Data to examine -
++++++++++++++++++++

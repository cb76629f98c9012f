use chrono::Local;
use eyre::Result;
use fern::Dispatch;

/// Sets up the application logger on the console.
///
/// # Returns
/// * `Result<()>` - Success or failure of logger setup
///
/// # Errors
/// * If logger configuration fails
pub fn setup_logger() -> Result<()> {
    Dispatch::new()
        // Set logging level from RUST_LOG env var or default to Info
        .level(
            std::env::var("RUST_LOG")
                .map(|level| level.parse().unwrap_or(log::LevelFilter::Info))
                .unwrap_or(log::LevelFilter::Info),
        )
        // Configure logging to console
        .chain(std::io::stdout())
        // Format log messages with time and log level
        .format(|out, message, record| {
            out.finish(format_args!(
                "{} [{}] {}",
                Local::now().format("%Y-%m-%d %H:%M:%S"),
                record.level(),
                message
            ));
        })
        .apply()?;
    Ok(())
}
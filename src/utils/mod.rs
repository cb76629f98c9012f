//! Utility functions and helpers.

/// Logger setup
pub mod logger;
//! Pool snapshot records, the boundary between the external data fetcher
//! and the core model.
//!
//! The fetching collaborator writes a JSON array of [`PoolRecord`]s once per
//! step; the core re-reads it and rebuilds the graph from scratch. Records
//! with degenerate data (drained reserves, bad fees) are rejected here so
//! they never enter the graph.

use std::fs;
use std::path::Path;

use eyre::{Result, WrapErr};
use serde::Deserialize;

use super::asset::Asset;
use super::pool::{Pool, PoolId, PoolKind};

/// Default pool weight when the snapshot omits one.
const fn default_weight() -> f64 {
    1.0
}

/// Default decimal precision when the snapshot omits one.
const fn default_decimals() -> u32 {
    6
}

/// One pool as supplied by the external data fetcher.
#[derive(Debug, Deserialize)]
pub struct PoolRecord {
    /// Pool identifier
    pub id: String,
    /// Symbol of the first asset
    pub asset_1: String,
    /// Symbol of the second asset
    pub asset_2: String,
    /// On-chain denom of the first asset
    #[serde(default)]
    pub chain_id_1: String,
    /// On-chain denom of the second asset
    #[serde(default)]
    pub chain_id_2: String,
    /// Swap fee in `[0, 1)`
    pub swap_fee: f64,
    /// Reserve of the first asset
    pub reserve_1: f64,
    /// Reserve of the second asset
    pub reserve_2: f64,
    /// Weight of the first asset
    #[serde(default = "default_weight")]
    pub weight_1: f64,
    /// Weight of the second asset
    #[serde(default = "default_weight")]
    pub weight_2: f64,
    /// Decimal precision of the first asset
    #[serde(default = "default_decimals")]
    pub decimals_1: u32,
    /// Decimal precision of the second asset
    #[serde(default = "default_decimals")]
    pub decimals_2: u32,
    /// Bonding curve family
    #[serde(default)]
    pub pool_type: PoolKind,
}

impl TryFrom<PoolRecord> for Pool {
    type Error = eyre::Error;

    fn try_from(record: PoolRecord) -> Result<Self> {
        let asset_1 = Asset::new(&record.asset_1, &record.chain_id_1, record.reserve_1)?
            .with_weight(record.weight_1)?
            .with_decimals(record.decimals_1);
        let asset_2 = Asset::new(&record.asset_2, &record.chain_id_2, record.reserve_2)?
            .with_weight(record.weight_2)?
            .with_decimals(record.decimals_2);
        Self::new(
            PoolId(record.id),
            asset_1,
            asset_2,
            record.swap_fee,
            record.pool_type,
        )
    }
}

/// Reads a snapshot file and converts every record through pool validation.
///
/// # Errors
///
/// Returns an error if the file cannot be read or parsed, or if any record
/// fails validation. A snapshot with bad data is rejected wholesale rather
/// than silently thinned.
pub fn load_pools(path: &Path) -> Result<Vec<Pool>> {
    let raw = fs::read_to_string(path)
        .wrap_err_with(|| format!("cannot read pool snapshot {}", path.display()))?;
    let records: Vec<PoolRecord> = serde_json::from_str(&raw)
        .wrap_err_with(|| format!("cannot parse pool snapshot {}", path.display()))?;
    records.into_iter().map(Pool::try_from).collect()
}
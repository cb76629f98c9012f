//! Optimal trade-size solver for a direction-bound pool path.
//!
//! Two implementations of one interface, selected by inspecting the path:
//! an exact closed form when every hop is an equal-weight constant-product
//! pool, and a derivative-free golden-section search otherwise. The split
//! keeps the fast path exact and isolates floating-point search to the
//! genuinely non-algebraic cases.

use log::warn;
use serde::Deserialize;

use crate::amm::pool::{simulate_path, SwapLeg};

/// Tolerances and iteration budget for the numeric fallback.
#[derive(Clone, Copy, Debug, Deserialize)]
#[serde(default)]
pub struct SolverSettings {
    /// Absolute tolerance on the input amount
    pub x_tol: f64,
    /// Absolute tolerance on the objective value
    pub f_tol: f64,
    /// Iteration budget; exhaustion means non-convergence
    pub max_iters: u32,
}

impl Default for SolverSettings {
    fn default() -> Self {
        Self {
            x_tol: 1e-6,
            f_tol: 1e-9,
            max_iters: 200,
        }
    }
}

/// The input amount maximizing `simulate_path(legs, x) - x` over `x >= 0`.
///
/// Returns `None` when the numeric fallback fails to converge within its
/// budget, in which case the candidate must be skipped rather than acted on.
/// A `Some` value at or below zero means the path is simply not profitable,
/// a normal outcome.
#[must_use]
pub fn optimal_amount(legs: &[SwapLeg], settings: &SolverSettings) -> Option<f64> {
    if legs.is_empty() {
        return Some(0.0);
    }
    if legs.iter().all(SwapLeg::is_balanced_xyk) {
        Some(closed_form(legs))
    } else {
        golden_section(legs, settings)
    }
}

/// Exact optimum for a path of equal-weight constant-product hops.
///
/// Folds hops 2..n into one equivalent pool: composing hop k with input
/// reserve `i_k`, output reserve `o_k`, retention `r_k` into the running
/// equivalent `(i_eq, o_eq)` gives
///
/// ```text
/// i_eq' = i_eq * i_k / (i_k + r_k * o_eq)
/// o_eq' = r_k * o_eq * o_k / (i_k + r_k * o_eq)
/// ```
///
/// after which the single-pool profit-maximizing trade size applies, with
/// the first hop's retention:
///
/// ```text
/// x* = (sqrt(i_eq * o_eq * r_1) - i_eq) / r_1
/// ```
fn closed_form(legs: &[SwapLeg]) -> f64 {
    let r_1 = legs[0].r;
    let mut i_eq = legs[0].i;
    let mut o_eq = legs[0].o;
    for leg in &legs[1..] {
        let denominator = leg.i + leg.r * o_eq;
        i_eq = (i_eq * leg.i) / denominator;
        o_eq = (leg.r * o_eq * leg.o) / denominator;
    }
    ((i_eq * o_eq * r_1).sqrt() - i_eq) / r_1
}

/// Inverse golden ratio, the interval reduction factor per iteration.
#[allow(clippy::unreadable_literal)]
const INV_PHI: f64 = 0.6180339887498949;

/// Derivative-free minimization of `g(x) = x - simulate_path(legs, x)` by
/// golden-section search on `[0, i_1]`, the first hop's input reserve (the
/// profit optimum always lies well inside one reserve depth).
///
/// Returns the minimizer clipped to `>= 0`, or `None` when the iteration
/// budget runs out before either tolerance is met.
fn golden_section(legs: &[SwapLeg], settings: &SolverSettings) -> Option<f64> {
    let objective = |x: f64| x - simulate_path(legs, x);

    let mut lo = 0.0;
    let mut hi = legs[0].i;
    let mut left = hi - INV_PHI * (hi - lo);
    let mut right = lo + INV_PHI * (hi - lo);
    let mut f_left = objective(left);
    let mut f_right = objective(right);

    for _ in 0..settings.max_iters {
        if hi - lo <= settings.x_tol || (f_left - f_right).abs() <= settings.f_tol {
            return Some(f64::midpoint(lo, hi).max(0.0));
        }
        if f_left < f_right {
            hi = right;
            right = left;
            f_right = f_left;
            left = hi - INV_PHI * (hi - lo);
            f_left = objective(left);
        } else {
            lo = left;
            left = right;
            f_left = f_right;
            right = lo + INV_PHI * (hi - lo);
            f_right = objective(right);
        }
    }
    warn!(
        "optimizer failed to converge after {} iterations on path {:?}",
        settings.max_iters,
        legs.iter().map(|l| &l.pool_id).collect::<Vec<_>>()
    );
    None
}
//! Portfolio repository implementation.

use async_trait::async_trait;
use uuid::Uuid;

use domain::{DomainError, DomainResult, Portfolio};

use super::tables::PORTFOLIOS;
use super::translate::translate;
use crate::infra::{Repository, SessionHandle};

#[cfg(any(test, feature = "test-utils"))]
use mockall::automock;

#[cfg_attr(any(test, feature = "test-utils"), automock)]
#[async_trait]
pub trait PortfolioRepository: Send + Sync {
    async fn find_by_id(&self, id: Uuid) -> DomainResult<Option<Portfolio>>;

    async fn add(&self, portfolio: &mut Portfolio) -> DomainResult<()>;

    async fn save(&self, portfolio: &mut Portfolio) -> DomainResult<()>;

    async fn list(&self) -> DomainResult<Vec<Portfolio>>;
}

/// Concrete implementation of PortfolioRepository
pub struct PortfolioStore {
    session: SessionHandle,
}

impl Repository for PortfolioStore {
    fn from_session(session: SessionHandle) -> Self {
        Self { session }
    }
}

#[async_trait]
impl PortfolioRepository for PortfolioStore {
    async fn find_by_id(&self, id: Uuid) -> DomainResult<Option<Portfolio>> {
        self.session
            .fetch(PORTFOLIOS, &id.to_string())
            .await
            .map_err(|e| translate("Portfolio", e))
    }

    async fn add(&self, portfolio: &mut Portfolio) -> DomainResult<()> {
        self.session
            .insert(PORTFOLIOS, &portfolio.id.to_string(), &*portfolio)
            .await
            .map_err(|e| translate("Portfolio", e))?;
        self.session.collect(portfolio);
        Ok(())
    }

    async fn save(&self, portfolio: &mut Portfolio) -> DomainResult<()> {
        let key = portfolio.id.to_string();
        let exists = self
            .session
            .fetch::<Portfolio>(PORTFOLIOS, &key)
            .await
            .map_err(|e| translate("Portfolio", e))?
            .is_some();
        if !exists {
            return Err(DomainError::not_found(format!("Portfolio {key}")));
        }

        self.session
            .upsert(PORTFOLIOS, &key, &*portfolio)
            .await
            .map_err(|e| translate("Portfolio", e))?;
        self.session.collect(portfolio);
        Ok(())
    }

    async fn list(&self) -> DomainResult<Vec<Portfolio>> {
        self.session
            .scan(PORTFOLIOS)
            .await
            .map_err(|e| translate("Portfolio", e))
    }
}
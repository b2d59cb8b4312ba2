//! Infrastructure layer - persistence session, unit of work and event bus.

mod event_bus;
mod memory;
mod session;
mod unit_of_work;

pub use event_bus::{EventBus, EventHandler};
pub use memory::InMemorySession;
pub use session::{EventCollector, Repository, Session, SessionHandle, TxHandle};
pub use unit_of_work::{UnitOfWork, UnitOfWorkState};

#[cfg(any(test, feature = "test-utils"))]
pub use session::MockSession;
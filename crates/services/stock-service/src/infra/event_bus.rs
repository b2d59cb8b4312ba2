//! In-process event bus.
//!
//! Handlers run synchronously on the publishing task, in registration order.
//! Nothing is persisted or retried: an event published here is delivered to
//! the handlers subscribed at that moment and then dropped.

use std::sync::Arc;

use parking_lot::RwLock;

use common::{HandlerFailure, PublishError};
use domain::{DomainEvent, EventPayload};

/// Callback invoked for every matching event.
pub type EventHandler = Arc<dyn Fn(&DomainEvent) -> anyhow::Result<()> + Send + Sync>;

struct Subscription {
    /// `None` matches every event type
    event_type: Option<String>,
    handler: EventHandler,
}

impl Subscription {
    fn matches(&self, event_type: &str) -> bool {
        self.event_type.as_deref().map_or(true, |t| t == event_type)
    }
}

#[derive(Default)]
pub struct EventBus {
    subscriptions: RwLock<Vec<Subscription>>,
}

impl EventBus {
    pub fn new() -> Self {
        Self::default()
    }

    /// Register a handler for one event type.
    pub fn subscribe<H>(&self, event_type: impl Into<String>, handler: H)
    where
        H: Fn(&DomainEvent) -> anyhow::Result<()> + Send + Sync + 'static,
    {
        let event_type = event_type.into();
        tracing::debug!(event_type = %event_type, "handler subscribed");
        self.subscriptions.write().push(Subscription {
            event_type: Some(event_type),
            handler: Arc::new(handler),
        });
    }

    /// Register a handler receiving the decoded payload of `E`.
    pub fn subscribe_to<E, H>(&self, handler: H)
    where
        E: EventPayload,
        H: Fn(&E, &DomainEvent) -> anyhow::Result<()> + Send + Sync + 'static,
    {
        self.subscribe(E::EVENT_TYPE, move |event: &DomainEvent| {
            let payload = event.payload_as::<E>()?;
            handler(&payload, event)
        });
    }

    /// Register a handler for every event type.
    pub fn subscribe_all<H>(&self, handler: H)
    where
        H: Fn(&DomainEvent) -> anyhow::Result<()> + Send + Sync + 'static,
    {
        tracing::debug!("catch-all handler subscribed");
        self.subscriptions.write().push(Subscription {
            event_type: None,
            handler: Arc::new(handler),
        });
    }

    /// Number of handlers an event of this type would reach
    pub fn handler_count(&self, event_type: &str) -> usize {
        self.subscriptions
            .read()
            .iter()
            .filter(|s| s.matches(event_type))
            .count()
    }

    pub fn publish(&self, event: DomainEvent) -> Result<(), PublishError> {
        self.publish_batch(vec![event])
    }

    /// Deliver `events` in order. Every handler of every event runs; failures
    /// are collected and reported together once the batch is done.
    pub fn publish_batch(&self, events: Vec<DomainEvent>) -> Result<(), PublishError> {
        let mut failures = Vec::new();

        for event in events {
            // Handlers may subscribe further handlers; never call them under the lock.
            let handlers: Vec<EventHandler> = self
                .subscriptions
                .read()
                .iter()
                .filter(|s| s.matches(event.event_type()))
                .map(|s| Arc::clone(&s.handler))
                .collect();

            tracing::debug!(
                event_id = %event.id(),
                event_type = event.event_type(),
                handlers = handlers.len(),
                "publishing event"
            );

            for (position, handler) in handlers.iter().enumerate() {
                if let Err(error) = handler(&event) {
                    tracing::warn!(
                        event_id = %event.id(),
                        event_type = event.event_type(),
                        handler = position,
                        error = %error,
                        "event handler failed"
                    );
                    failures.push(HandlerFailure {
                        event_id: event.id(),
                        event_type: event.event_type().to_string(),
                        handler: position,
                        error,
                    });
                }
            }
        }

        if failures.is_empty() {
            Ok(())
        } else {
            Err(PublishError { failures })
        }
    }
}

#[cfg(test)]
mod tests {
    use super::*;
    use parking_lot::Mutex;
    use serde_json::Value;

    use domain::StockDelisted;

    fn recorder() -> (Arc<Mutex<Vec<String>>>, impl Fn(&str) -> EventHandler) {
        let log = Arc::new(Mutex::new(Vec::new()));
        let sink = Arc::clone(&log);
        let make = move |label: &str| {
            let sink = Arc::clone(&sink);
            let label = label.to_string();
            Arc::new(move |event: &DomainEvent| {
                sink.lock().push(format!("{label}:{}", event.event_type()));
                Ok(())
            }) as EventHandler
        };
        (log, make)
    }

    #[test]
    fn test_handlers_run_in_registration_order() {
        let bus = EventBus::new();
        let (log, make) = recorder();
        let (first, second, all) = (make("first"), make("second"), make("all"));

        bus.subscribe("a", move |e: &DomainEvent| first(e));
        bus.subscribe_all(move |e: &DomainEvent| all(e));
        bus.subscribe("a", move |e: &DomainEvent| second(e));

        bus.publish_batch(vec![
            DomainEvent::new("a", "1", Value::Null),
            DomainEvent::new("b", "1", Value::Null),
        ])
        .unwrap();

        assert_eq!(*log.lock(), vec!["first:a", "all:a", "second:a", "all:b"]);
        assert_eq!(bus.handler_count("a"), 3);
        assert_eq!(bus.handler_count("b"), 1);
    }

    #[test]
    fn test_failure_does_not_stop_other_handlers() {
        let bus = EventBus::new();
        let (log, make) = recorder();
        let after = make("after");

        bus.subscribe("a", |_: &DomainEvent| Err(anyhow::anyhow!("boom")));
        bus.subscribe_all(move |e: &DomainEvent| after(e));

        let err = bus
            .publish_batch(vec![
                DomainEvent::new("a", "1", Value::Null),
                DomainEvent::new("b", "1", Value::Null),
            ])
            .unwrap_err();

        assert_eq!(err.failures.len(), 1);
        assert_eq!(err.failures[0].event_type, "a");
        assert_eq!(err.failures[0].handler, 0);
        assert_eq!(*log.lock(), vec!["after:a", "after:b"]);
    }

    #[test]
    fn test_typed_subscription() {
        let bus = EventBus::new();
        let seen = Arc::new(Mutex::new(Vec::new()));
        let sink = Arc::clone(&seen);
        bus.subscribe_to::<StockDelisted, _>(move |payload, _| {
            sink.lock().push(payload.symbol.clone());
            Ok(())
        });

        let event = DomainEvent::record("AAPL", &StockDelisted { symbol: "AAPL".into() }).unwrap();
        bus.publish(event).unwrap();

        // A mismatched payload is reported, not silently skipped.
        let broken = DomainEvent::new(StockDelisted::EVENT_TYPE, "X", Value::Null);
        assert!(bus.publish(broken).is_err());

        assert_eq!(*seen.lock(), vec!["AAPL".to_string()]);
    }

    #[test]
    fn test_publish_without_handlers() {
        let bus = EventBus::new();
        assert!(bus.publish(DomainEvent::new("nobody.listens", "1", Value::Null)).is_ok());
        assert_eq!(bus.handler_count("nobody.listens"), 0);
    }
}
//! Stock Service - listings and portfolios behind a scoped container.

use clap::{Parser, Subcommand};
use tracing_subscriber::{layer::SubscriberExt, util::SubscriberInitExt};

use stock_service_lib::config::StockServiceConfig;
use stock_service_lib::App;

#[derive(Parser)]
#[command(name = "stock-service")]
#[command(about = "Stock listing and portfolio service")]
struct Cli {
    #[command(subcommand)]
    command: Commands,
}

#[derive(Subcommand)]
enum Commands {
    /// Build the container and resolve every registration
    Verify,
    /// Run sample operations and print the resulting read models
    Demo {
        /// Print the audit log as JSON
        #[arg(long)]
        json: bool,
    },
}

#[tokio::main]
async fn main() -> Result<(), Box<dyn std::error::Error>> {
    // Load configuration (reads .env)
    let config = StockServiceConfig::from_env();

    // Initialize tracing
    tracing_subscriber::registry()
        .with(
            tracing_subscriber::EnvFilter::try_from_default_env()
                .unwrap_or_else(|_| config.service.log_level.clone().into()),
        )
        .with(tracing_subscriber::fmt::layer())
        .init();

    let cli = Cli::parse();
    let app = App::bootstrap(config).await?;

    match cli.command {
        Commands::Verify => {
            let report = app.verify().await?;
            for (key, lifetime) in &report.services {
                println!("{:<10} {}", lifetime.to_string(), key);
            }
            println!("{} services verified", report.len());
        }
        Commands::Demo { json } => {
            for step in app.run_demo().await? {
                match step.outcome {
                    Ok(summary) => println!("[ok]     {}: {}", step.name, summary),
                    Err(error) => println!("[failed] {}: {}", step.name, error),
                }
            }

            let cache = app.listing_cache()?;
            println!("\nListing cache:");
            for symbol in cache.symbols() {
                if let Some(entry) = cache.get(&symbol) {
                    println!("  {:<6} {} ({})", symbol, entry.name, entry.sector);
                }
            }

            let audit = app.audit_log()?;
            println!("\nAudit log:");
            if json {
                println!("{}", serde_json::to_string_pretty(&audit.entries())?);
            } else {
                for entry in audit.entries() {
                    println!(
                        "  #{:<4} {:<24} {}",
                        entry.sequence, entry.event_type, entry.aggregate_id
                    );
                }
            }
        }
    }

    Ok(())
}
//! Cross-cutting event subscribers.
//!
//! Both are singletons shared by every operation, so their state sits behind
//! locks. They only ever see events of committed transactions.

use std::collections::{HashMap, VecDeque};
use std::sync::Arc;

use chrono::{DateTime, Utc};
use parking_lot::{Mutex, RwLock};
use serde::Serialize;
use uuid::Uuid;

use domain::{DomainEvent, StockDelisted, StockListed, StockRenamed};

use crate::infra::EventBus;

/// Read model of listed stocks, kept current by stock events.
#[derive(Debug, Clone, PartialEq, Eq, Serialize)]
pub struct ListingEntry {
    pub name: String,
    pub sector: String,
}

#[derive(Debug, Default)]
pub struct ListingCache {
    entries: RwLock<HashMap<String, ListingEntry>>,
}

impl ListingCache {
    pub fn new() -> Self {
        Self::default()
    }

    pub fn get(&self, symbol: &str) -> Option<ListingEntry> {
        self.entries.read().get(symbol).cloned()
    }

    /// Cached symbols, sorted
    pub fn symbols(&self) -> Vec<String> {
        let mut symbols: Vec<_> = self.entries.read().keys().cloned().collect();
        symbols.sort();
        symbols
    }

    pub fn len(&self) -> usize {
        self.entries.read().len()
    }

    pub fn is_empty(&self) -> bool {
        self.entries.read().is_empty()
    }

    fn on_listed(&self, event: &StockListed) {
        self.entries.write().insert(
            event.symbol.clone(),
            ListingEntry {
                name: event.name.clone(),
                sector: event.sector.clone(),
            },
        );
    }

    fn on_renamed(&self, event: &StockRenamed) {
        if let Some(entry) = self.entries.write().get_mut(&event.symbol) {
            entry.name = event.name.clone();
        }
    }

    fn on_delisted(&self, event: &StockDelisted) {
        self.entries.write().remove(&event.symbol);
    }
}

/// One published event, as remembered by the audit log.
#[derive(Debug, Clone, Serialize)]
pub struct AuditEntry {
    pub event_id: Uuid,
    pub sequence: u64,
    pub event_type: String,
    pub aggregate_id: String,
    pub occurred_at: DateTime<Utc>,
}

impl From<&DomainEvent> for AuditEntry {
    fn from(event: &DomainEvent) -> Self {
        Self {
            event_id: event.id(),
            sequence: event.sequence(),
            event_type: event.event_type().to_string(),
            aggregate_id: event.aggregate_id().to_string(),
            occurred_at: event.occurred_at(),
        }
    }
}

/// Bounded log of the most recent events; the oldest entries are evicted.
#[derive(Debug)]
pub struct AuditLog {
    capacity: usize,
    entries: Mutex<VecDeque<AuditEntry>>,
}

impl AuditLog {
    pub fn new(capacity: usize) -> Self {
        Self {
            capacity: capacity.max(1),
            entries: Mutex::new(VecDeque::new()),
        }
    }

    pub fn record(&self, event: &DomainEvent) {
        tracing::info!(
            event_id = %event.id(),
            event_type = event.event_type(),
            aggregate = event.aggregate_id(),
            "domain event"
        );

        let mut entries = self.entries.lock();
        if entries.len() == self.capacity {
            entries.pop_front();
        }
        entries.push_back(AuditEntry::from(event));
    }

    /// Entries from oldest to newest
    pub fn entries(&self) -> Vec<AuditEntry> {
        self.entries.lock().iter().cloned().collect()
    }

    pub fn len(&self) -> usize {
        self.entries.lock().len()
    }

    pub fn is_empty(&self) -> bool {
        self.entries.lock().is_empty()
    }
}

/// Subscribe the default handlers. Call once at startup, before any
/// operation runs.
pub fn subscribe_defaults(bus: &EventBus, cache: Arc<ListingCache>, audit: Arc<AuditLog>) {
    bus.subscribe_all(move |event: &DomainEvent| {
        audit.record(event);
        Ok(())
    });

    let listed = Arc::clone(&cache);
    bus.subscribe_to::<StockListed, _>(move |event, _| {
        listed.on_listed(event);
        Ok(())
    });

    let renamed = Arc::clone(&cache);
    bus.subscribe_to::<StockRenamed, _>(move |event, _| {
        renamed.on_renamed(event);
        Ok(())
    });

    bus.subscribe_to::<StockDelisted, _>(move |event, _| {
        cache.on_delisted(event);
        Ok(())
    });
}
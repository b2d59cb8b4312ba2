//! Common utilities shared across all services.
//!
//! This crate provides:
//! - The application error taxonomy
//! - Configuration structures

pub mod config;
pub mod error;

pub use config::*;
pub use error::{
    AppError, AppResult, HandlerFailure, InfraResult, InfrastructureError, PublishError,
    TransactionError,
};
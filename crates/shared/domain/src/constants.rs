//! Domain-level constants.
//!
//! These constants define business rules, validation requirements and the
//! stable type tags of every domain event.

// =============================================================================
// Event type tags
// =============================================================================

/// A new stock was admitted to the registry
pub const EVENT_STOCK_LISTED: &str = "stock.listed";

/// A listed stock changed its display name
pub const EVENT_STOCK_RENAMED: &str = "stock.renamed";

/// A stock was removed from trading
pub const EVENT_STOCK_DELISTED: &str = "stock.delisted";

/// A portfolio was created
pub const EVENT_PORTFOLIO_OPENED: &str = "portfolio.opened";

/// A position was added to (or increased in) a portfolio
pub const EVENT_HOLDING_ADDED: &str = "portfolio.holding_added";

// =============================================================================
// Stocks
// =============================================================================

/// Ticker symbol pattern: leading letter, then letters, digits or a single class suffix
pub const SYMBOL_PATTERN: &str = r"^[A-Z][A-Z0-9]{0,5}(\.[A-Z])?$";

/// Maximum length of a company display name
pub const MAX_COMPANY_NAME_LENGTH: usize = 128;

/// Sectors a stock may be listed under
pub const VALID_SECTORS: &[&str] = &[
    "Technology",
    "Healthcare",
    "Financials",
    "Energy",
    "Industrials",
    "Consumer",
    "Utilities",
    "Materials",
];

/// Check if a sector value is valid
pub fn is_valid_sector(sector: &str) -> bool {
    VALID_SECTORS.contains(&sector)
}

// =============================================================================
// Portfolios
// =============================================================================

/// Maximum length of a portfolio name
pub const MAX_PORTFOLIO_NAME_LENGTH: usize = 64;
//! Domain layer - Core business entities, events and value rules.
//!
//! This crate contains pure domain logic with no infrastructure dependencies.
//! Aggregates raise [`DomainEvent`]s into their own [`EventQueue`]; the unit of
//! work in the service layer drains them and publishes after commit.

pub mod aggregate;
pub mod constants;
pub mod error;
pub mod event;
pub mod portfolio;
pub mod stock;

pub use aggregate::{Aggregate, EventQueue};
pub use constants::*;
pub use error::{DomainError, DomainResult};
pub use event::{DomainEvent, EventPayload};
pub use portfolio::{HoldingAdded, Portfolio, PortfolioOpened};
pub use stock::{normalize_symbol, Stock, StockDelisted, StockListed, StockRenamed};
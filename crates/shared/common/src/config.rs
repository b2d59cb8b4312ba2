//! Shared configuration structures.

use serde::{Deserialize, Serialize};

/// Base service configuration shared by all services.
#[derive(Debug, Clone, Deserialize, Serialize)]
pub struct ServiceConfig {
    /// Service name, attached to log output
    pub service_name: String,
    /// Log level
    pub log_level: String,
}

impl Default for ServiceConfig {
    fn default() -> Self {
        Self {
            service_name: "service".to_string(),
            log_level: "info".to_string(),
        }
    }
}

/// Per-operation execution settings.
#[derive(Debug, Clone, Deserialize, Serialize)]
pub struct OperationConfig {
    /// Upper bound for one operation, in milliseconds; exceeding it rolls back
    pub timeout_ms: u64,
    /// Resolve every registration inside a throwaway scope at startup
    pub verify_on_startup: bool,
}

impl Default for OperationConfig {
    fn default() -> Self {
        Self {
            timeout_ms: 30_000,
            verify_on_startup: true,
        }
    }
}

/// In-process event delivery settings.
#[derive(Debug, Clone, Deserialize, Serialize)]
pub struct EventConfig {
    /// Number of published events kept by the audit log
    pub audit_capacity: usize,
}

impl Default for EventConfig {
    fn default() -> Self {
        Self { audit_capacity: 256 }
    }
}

++++++++++++++++++++

Work instruction - Copy all lines of the records in which the string "EventQueue" can be found.

Response below -
//! Aggregates raise [`DomainEvent`]s into their own [`EventQueue`]; the unit of
pub use aggregate::{Aggregate, EventQueue};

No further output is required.